Fiori di Bachtin
La questione Bachtin 1
Intervista di Gigi Spina a Giovanni Mastroianni
Giovanni Mastroianni è andato in pensione, per raggiunti limiti di età, venti anni orsono. Ma continua a lavorare. Per spiegarmelo, recita a memoria i versi mediocri ma cari (il giudizio è suo) di Vittorio Imbriani:
Bello in guerra morir sembra al soldato,
Pregando per chi il crucia all’uom del chiostro,
Sprofondato al nocchier nel gorgo muto.
Forse più fiacco petto a noi fia dato,
Che pugniam con la penna e con l’inchiostro?
Infamia eterna a chi non muor seduto.
Ad Arcavacata, Università della Calabria, insegnava Storia della filosofia politica. E questo continua a studiare. La raccolta che sta mettendo insieme, dedicata “Ai tanti che ormai mi mancano”, si intitola: Pensieri e pensatori politici degli ultimi due secoli, e comprende i saggi: Per il Vico della Belgioioso; Il barone di Mūnchhausen, kantiano; Il Sovrano di Angelo Camillo De Meis; Dostoevskij, il sottosuolo e l’armonia; Acri, Fiorentino e Garibaldi; Labriola e la filosofia politica in Italia; La prima edizione sovietica di Solov’ev; Dewey e Bellamy; Warburg, Croce e i rispettivi dettagli; Bogdanov, un marziano in Russia (e nell’Urss); Gramsci, l’edizione nazionale e altri grandi lavori; Bachtin, la questione; Quando Kojève si chiamava Koževnikov: Eugenio Garin, fra storiografia, filosofia e politica.
In che senso (non posso quindi non chiedergli subito, da studioso di retorica quale sono) continui a parlare di una questione Bachtin?

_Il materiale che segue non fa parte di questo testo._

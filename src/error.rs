// Error type shared by the storage layer and the directory operations.

use crate::fields::Field;
use thiserror::Error;

/// Everything that can abort a directory operation.
///
/// Field validation failures are not listed here: they are handled by
/// re-prompting and never leave the operation.
#[derive(Debug, Error)]
pub enum DirectoryError {
    // === Lookup failures ===
    /// No record has the requested surname.
    #[error("record not found: no contact with surname {surname:?}")]
    NotFound { surname: String },

    /// The chosen entry of a multiple-match list does not exist.
    #[error("invalid record number: {0:?}")]
    InvalidSelection(String),

    /// A search label does not name any header column.
    #[error("unknown field {0:?}")]
    UnknownColumn(String),

    // === Input failures ===
    /// The console reached end of input in the middle of an operation.
    #[error("input closed before the operation finished")]
    InputClosed,

    /// The bounded re-prompt loop for a field ran out of attempts.
    #[error("no valid value for {field} after {attempts} attempts")]
    TooManyAttempts { field: Field, attempts: u32 },

    // === Unexpected failures ===
    #[error("I/O error: {0}")]
    Io(#[from] std::io::Error),

    #[error("CSV error: {0}")]
    Csv(#[from] csv::Error),

    /// The storage file does not have the expected shape.
    #[error("malformed storage file: {0}")]
    Malformed(String),
}

impl DirectoryError {
    /// Lookup failures are ordinary outcomes reported as plain messages;
    /// everything else is an unexpected failure.
    pub fn is_lookup(&self) -> bool {
        matches!(
            self,
            DirectoryError::NotFound { .. }
                | DirectoryError::InvalidSelection(_)
                | DirectoryError::UnknownColumn(_)
        )
    }
}

pub type Result<T> = std::result::Result<T, DirectoryError>;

– Michail M. Bachtin (mi risponde) diventò famoso come autore del libro su Dostoevskij del 1963 e di quello su Rabelais del 1965. E non per nulla, al maggiore degli allora giovani letterati che l’avevano riscoperto qualche anno prima, già sessantenne, in un istituto universitario di provincia, è venuto di paragonarlo all’Ovidio assistito dagli zingari del poemetto puškiniano. Come il poeta esiliato da Augusto, neppure Bachtin accettava di parlare dei suoi precedenti. Stalin era morto. Chruščev aveva promosso un certo disgelo. Ma era meglio non rischiare; non dirlo, di avere polemizzato in gioventù con Plechanov e Hegel, e cominciato a scrivere un’etica della cultura, dell’arte, cioè, della politica e della religione, tutta all’insegna dell’indipendenza delle persone. Starsene insomma buono buono, brontolando amaramente fra sé e sé, nel ruolo meno esposto di teorico e critico della letteratura.

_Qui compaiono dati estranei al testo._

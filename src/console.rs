// Console seam between the menu/directory flows and the terminal.
// The interactive implementation uses `dialoguer`; when stdin is not a
// terminal (piped or scripted input) it falls back to plain line reads so
// end of input is observable and no prompt loop can spin forever.

use dialoguer::Input;
use std::collections::VecDeque;
use std::io::{self, BufRead, IsTerminal, Write};

/// Blocking line-oriented console.
pub trait Console {
    /// Show `prompt` and read one line without its trailing newline.
    /// Returns `Ok(None)` once input is exhausted.
    fn read_line(&mut self, prompt: &str) -> io::Result<Option<String>>;

    /// Print one line of output.
    fn print(&mut self, line: &str) -> io::Result<()>;
}

/// Console bound to the process stdin/stdout.
#[derive(Debug)]
pub struct TermConsole {
    interactive: bool,
}

impl TermConsole {
    pub fn new() -> Self {
        TermConsole {
            interactive: io::stdin().is_terminal(),
        }
    }
}

impl Default for TermConsole {
    fn default() -> Self {
        Self::new()
    }
}

impl Console for TermConsole {
    fn read_line(&mut self, prompt: &str) -> io::Result<Option<String>> {
        if self.interactive {
            // `Input` renders the prompt itself and allows editing the line.
            let line: String = Input::new()
                .with_prompt(prompt)
                .allow_empty(true)
                .report(false)
                .interact_text()?;
            return Ok(Some(line));
        }

        let mut stdout = io::stdout().lock();
        write!(stdout, "{prompt}: ")?;
        stdout.flush()?;

        let mut line = String::new();
        if io::stdin().lock().read_line(&mut line)? == 0 {
            writeln!(stdout)?;
            return Ok(None);
        }
        let trimmed = line.trim_end_matches(['\n', '\r']).len();
        line.truncate(trimmed);
        Ok(Some(line))
    }

    fn print(&mut self, line: &str) -> io::Result<()> {
        writeln!(io::stdout().lock(), "{line}")
    }
}

/// Console that replays canned input and captures everything written.
#[derive(Debug, Default)]
pub struct ScriptedConsole {
    input: VecDeque<String>,
    prompts: Vec<String>,
    output: Vec<String>,
}

impl ScriptedConsole {
    pub fn new<I, S>(lines: I) -> Self
    where
        I: IntoIterator<Item = S>,
        S: Into<String>,
    {
        ScriptedConsole {
            input: lines.into_iter().map(Into::into).collect(),
            ..Default::default()
        }
    }

    /// Prompts shown so far, in order.
    pub fn prompts(&self) -> &[String] {
        &self.prompts
    }

    /// Lines printed so far, in order.
    pub fn output(&self) -> &[String] {
        &self.output
    }

    /// Whether `needle` occurs in any printed line.
    pub fn printed(&self, needle: &str) -> bool {
        self.output.iter().any(|l| l.contains(needle))
    }

    /// Input lines not consumed yet.
    pub fn remaining(&self) -> usize {
        self.input.len()
    }
}

impl Console for ScriptedConsole {
    fn read_line(&mut self, prompt: &str) -> io::Result<Option<String>> {
        self.prompts.push(prompt.to_string());
        Ok(self.input.pop_front())
    }

    fn print(&mut self, line: &str) -> io::Result<()> {
        self.output.push(line.to_string());
        Ok(())
    }
}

Il guaio, la questione, è che quei vecchi scritti non rimasero solo ignorati finché visse Bachtin. Le loro edizioni e traduzioni postume, e gli studi che li riguardano, non li considerano che in funzione della successiva produzione letteraria. Il significato che avevano all’origine. sembra non interessi a nessuno. Vedi Arte e responsabilità, del 1919. Persino il volume che con esso si apre, dell’edizione delle opere a cura dell’Istituto di letteratura universale dell’Accademia delle scienze, del 2003, si guarda bene dal rilevare che il titolo risponde ad un plechanoviano Arte e vita sociale, con a sua volta in indirizzo il poeta di Puškin, sordo alle invocazioni popolari, e che le due paginette fanno il verso, riprendendone la lettera, prima alla Logica e poi all’Estetica hegeliane. I frammenti dell’etica smentiscono addirittura dal primo rigo superstite, che l’arte sia legittimata a surrogare la filosofia (teoretica, speculativa), la scienza e la storiografia. Come tutte queste altre attività, sostengono, anche quella estetica coglie solo il contenuto dell’essere. E degrada anche noi a contenuto, ad oggetto. Sottomettendoci ad una legge esteriore. Non c’è che un modo per cogliere l’essere nella sua interezza, nel suo senso, e insieme, partecipando di essa, nella sua essenziale libertà: viverlo. Farne un atto umano. Un evento dell’atto umano. Evento. Per l’irripetibile originalità personale di ogni sua volta. La filosofia morale, che è di conseguenza la vera filosofia prima, non sarà naturalmente che una fenomenologia, una descrizione, dall’interno, dell’atto umano… Ma l’edizione dell’Accademia continua a catalogare tutto questo come estetica filosofica.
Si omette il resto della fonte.